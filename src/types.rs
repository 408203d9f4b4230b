//! Core types for lumen-ui.
//!
//! These types define the foundation that everything builds on.
//! They flow through components, the virtual tree, and the renderer.

use std::fmt;
use std::rc::Rc;

use indexmap::IndexMap;

// =============================================================================
// Node Handles
// =============================================================================

/// Opaque handle to a node in a concrete tree.
///
/// Backends hand these out from their create calls and accept them back in
/// every mutation call. A handle is only meaningful to the backend that
/// issued it.
#[derive(Debug, Clone, Copy, PartialEq, Eq, Hash)]
pub struct NodeId(pub(crate) u32);

impl NodeId {
    /// Raw index value, mainly useful for logging.
    pub const fn index(self) -> u32 {
        self.0
    }
}

impl fmt::Display for NodeId {
    fn fmt(&self, f: &mut fmt::Formatter<'_>) -> fmt::Result {
        write!(f, "#{}", self.0)
    }
}

/// An event delivered to a listener installed on a concrete node.
#[derive(Debug, Clone, PartialEq)]
pub struct NodeEvent {
    /// Listener kind that fired (e.g. "click").
    pub kind: String,
    /// The node the listener was installed on.
    pub target: NodeId,
}

impl NodeEvent {
    /// Create an event of the given kind targeting `node`.
    pub fn new(kind: impl Into<String>, target: NodeId) -> Self {
        Self {
            kind: kind.into(),
            target,
        }
    }
}

// =============================================================================
// Callbacks
// =============================================================================

/// Shared handler invoked with a [`NodeEvent`].
///
/// Callbacks compare by allocation identity: two clones of the same
/// callback are equal, two separately created callbacks never are, even when
/// they run the same code. The diff engine relies on this to decide whether
/// a listener needs to be re-installed.
#[derive(Clone)]
pub struct Callback(Rc<dyn Fn(&NodeEvent)>);

impl Callback {
    /// Wrap a closure as a shared callback.
    pub fn new(f: impl Fn(&NodeEvent) + 'static) -> Self {
        Self(Rc::new(f))
    }

    /// Invoke the callback.
    pub fn call(&self, event: &NodeEvent) {
        (self.0)(event);
    }
}

impl PartialEq for Callback {
    fn eq(&self, other: &Self) -> bool {
        Rc::ptr_eq(&self.0, &other.0)
    }
}

impl fmt::Debug for Callback {
    fn fmt(&self, f: &mut fmt::Formatter<'_>) -> fmt::Result {
        f.write_str("Callback")
    }
}

// =============================================================================
// Values
// =============================================================================

/// Dynamic value stored in props, state, attributes and text leaves.
///
/// `Display` gives the rendered form used for text nodes and attribute
/// values: integers and floats print their shortest form, booleans print
/// `true`/`false`, strings print verbatim.
#[derive(Debug, Clone, PartialEq)]
pub enum Value {
    Str(String),
    Int(i64),
    Float(f64),
    Bool(bool),
    /// Handler passed through props so a parent can hand behavior to a
    /// child (e.g. a button's select callback).
    Callback(Callback),
}

impl Value {
    /// String payload, if this is a string.
    pub fn as_str(&self) -> Option<&str> {
        match self {
            Self::Str(s) => Some(s),
            _ => None,
        }
    }

    /// Integer payload, if this is an integer.
    pub fn as_int(&self) -> Option<i64> {
        match self {
            Self::Int(i) => Some(*i),
            _ => None,
        }
    }

    /// Float payload, if this is a float.
    pub fn as_float(&self) -> Option<f64> {
        match self {
            Self::Float(x) => Some(*x),
            _ => None,
        }
    }

    /// Boolean payload, if this is a boolean.
    pub fn as_bool(&self) -> Option<bool> {
        match self {
            Self::Bool(b) => Some(*b),
            _ => None,
        }
    }

    /// Callback payload, if this is a callback.
    pub fn as_callback(&self) -> Option<&Callback> {
        match self {
            Self::Callback(cb) => Some(cb),
            _ => None,
        }
    }
}

impl fmt::Display for Value {
    fn fmt(&self, f: &mut fmt::Formatter<'_>) -> fmt::Result {
        match self {
            Self::Str(s) => f.write_str(s),
            Self::Int(i) => write!(f, "{i}"),
            Self::Float(x) => write!(f, "{x}"),
            Self::Bool(b) => write!(f, "{b}"),
            Self::Callback(_) => f.write_str("[callback]"),
        }
    }
}

impl From<&str> for Value {
    fn from(s: &str) -> Self {
        Self::Str(s.to_owned())
    }
}

impl From<String> for Value {
    fn from(s: String) -> Self {
        Self::Str(s)
    }
}

impl From<i32> for Value {
    fn from(i: i32) -> Self {
        Self::Int(i64::from(i))
    }
}

impl From<i64> for Value {
    fn from(i: i64) -> Self {
        Self::Int(i)
    }
}

impl From<f64> for Value {
    fn from(x: f64) -> Self {
        Self::Float(x)
    }
}

impl From<bool> for Value {
    fn from(b: bool) -> Self {
        Self::Bool(b)
    }
}

impl From<Callback> for Value {
    fn from(cb: Callback) -> Self {
        Self::Callback(cb)
    }
}

// =============================================================================
// State Maps
// =============================================================================

/// Ordered string-keyed value map used for props and state.
///
/// Insertion order is preserved; the diff engine's attribute ordering and
/// the state-commit semantics both depend on it.
pub type StateMap = IndexMap<String, Value>;

/// Shallow merge: every pair of `partial` is inserted over `base`.
///
/// Existing keys keep their position and take the new value; new keys are
/// appended.
pub fn merge(base: &mut StateMap, partial: StateMap) {
    for (key, value) in partial {
        base.insert(key, value);
    }
}

/// Build a [`StateMap`] from `key => value` pairs.
///
/// ```
/// use lumen_ui::state_map;
///
/// let state = state_map! { "count" => 0, "label" => "Counter" };
/// assert_eq!(state.len(), 2);
/// ```
#[macro_export]
macro_rules! state_map {
    () => { $crate::types::StateMap::new() };
    ( $( $key:expr => $value:expr ),+ $(,)? ) => {{
        let mut map = $crate::types::StateMap::new();
        $( map.insert(::std::string::String::from($key), $crate::types::Value::from($value)); )+
        map
    }};
}

// =============================================================================
// Tests
// =============================================================================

== Task requirements ==
Each line in the material above should be repeated exactly.

== Reply to the task ==
filename src/types.rs
repository 408203d9f4b4230b
//! Core types for lumen-ui.
//!
//! These types define the foundation that everything builds on.
//! They flow through components, the virtual tree, and the renderer.

use std::fmt;
use std::rc::Rc;

use indexmap::IndexMap;

// =============================================================================
// Node Handles
// =============================================================================

/// Opaque handle to a node in a concrete tree.
///
/// Backends hand these out from their create calls and accept them back in
/// every mutation call. A handle is only meaningful to the backend that
/// issued it.
#[derive(Debug, Clone, Copy, PartialEq, Eq, Hash)]
pub struct NodeId(pub(crate) u32);

impl NodeId {
    /// Raw index value, mainly useful for logging.
    pub const fn index(self) -> u32 {
        self.0
    }
}

impl fmt::Display for NodeId {
    fn fmt(&self, f: &mut fmt::Formatter<'_>) -> fmt::Result {
        write!(f, "#{}", self.0)
    }
}

/// An event delivered to a listener installed on a concrete node.
#[derive(Debug, Clone, PartialEq)]
pub struct NodeEvent {
    /// Listener kind that fired (e.g. "click").
    pub kind: String,
    /// The node the listener was installed on.
    pub target: NodeId,
}

impl NodeEvent {
    /// Create an event of the given kind targeting `node`.
    pub fn new(kind: impl Into<String>, target: NodeId) -> Self {
        Self {
            kind: kind.into(),
            target,
        }
    }
}

// =============================================================================
// Callbacks
// =============================================================================

/// Shared handler invoked with a [`NodeEvent`].
///
/// Callbacks compare by allocation identity: two clones of the same
/// callback are equal, two separately created callbacks never are, even when
/// they run the same code. The diff engine relies on this to decide whether
/// a listener needs to be re-installed.
#[derive(Clone)]
pub struct Callback(Rc<dyn Fn(&NodeEvent)>);

impl Callback {
    /// Wrap a closure as a shared callback.
    pub fn new(f: impl Fn(&NodeEvent) + 'static) -> Self {
        Self(Rc::new(f))
    }

    /// Invoke the callback.
    pub fn call(&self, event: &NodeEvent) {
        (self.0)(event);
    }
}

impl PartialEq for Callback {
    fn eq(&self, other: &Self) -> bool {
        Rc::ptr_eq(&self.0, &other.0)
    }
}

impl fmt::Debug for Callback {
    fn fmt(&self, f: &mut fmt::Formatter<'_>) -> fmt::Result {
        f.write_str("Callback")
    }
}

// =============================================================================
// Values
// =============================================================================

/// Dynamic value stored in props, state, attributes and text leaves.
///
/// `Display` gives the rendered form used for text nodes and attribute
/// values: integers and floats print their shortest form, booleans print
/// `true`/`false`, strings print verbatim.
#[derive(Debug, Clone, PartialEq)]
pub enum Value {
    Str(String),
    Int(i64),
    Float(f64),
    Bool(bool),
    /// Handler passed through props so a parent can hand behavior to a
    /// child (e.g. a button's select callback).
    Callback(Callback),
}

impl Value {
    /// String payload, if this is a string.
    pub fn as_str(&self) -> Option<&str> {
        match self {
            Self::Str(s) => Some(s),
            _ => None,
        }
    }

    /// Integer payload, if this is an integer.
    pub fn as_int(&self) -> Option<i64> {
        match self {
            Self::Int(i) => Some(*i),
            _ => None,
        }
    }

    /// Float payload, if this is a float.
    pub fn as_float(&self) -> Option<f64> {
        match self {
            Self::Float(x) => Some(*x),
            _ => None,
        }
    }

    /// Boolean payload, if this is a boolean.
    pub fn as_bool(&self) -> Option<bool> {
        match self {
            Self::Bool(b) => Some(*b),
            _ => None,
        }
    }

    /// Callback payload, if this is a callback.
    pub fn as_callback(&self) -> Option<&Callback> {
        match self {
            Self::Callback(cb) => Some(cb),
            _ => None,
        }
    }
}

impl fmt::Display for Value {
    fn fmt(&self, f: &mut fmt::Formatter<'_>) -> fmt::Result {
        match self {
            Self::Str(s) => f.write_str(s),
            Self::Int(i) => write!(f, "{i}"),
            Self::Float(x) => write!(f, "{x}"),
            Self::Bool(b) => write!(f, "{b}"),
            Self::Callback(_) => f.write_str("[callback]"),
        }
    }
}

impl From<&str> for Value {
    fn from(s: &str) -> Self {
        Self::Str(s.to_owned())
    }
}

impl From<String> for Value {
    fn from(s: String) -> Self {
        Self::Str(s)
    }
}

impl From<i32> for Value {
    fn from(i: i32) -> Self {
        Self::Int(i64::from(i))
    }
}

impl From<i64> for Value {
    fn from(i: i64) -> Self {
        Self::Int(i)
    }
}

impl From<f64> for Value {
    fn from(x: f64) -> Self {
        Self::Float(x)
    }
}

impl From<bool> for Value {
    fn from(b: bool) -> Self {
        Self::Bool(b)
    }
}

impl From<Callback> for Value {
    fn from(cb: Callback) -> Self {
        Self::Callback(cb)
    }
}

// =============================================================================
// State Maps
// =============================================================================

/// Ordered string-keyed value map used for props and state.
///
/// Insertion order is preserved; the diff engine's attribute ordering and
/// the state-commit semantics both depend on it.
pub type StateMap = IndexMap<String, Value>;

/// Shallow merge: every pair of `partial` is inserted over `base`.
///
/// Existing keys keep their position and take the new value; new keys are
/// appended.
pub fn merge(base: &mut StateMap, partial: StateMap) {
    for (key, value) in partial {
        base.insert(key, value);
    }
}

/// Build a [`StateMap`] from `key => value` pairs.
///
/// ```
/// use lumen_ui::state_map;
///
/// let state = state_map! { "count" => 0, "label" => "Counter" };
/// assert_eq!(state.len(), 2);
/// ```
#[macro_export]
macro_rules! state_map {
    () => { $crate::types::StateMap::new() };
    ( $( $key:expr => $value:expr ),+ $(,)? ) => {{
        let mut map = $crate::types::StateMap::new();
        $( map.insert(::std::string::String::from($key), $crate::types::Value::from($value)); )+
        map
    }};
}

// =============================================================================
// Tests
// =============================================================================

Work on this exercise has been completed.